**Task item:**
Return, word for word, only the lines of the data below that lie between the line with "let signature = STANDARD" and the line with "pub fn save(&self, storage: &mut", those two lines included.

__________

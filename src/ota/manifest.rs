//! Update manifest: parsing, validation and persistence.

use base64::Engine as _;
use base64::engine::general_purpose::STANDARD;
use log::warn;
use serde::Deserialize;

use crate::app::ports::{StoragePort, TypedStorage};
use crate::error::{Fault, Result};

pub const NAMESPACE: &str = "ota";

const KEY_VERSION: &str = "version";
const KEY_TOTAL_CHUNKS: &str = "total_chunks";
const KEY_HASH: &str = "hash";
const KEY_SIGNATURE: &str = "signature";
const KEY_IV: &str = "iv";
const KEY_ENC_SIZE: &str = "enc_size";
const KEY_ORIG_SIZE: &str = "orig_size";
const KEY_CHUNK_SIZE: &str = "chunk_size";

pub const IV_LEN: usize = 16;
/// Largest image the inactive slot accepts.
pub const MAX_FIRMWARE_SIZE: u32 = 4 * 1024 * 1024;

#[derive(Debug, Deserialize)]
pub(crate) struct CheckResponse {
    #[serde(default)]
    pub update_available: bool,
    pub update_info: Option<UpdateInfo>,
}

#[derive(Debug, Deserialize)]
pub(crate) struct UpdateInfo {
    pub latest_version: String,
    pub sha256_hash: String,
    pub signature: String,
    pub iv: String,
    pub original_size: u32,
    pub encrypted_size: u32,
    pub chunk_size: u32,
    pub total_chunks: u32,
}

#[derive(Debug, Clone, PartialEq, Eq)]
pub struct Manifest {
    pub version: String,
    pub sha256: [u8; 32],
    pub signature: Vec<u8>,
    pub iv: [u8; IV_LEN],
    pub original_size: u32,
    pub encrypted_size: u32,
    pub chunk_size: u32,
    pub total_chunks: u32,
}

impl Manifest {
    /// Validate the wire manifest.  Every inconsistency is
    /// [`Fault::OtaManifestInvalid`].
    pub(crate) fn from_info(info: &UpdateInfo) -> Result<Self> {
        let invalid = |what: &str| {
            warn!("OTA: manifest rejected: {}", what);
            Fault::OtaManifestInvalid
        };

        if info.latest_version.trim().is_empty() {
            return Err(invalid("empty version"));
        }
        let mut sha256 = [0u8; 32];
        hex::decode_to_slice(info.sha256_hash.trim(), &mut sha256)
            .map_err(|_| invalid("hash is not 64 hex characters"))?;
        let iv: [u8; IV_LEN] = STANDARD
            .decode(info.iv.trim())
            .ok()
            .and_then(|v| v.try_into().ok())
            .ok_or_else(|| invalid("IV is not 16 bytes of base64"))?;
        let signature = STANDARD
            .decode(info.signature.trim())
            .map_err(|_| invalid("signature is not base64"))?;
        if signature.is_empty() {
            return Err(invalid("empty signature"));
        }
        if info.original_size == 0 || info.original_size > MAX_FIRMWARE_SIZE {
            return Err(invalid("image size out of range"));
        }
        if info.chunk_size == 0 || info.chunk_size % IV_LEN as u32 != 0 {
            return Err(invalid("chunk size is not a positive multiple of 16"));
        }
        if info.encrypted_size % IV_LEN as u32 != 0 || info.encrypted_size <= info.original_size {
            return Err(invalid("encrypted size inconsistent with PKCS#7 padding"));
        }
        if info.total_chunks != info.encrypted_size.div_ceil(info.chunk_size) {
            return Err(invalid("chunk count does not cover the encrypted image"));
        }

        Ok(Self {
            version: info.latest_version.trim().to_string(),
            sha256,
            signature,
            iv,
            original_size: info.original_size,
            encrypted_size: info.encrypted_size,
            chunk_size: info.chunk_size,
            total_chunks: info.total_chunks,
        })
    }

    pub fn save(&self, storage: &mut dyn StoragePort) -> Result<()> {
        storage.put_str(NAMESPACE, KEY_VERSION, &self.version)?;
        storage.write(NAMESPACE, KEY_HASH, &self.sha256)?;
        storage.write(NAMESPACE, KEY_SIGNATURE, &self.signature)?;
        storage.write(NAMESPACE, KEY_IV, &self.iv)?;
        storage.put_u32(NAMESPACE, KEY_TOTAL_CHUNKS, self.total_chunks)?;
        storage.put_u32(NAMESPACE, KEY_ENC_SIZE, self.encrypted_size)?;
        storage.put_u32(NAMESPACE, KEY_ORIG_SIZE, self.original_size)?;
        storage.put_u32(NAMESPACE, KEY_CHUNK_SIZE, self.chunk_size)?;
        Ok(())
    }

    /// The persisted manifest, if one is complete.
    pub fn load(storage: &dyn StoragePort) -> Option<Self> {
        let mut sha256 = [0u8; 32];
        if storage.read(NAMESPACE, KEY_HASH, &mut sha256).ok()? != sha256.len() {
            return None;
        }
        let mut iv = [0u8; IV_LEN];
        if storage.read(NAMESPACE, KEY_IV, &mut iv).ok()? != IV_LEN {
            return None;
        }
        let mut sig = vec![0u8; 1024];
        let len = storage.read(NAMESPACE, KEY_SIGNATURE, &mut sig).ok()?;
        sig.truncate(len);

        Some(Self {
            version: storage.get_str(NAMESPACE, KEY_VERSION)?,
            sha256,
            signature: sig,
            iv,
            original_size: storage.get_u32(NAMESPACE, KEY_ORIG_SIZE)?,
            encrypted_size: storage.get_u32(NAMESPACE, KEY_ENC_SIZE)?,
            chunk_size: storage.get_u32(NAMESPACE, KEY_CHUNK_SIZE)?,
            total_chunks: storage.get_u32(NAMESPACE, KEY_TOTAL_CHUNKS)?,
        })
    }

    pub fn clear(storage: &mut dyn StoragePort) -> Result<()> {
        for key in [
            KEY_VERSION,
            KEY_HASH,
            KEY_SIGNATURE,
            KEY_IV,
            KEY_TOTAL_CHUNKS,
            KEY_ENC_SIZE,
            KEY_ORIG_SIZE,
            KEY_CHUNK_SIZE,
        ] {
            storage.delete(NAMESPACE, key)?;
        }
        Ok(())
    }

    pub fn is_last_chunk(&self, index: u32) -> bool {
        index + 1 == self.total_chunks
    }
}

__________

**Solution for this problem:**
        let signature = STANDARD
            .decode(info.signature.trim())
            .map_err(|_| invalid("signature is not base64"))?;
        if signature.is_empty() {
            return Err(invalid("empty signature"));
        }
        if info.original_size == 0 || info.original_size > MAX_FIRMWARE_SIZE {
            return Err(invalid("image size out of range"));
        }
        if info.chunk_size == 0 || info.chunk_size % IV_LEN as u32 != 0 {
            return Err(invalid("chunk size is not a positive multiple of 16"));
        }
        if info.encrypted_size % IV_LEN as u32 != 0 || info.encrypted_size <= info.original_size {
            return Err(invalid("encrypted size inconsistent with PKCS#7 padding"));
        }
        if info.total_chunks != info.encrypted_size.div_ceil(info.chunk_size) {
            return Err(invalid("chunk count does not cover the encrypted image"));
        }

        Ok(Self {
            version: info.latest_version.trim().to_string(),
            sha256,
            signature,
            iv,
            original_size: info.original_size,
            encrypted_size: info.encrypted_size,
            chunk_size: info.chunk_size,
            total_chunks: info.total_chunks,
        })
    }

    pub fn save(&self, storage: &mut dyn StoragePort) -> Result<()> {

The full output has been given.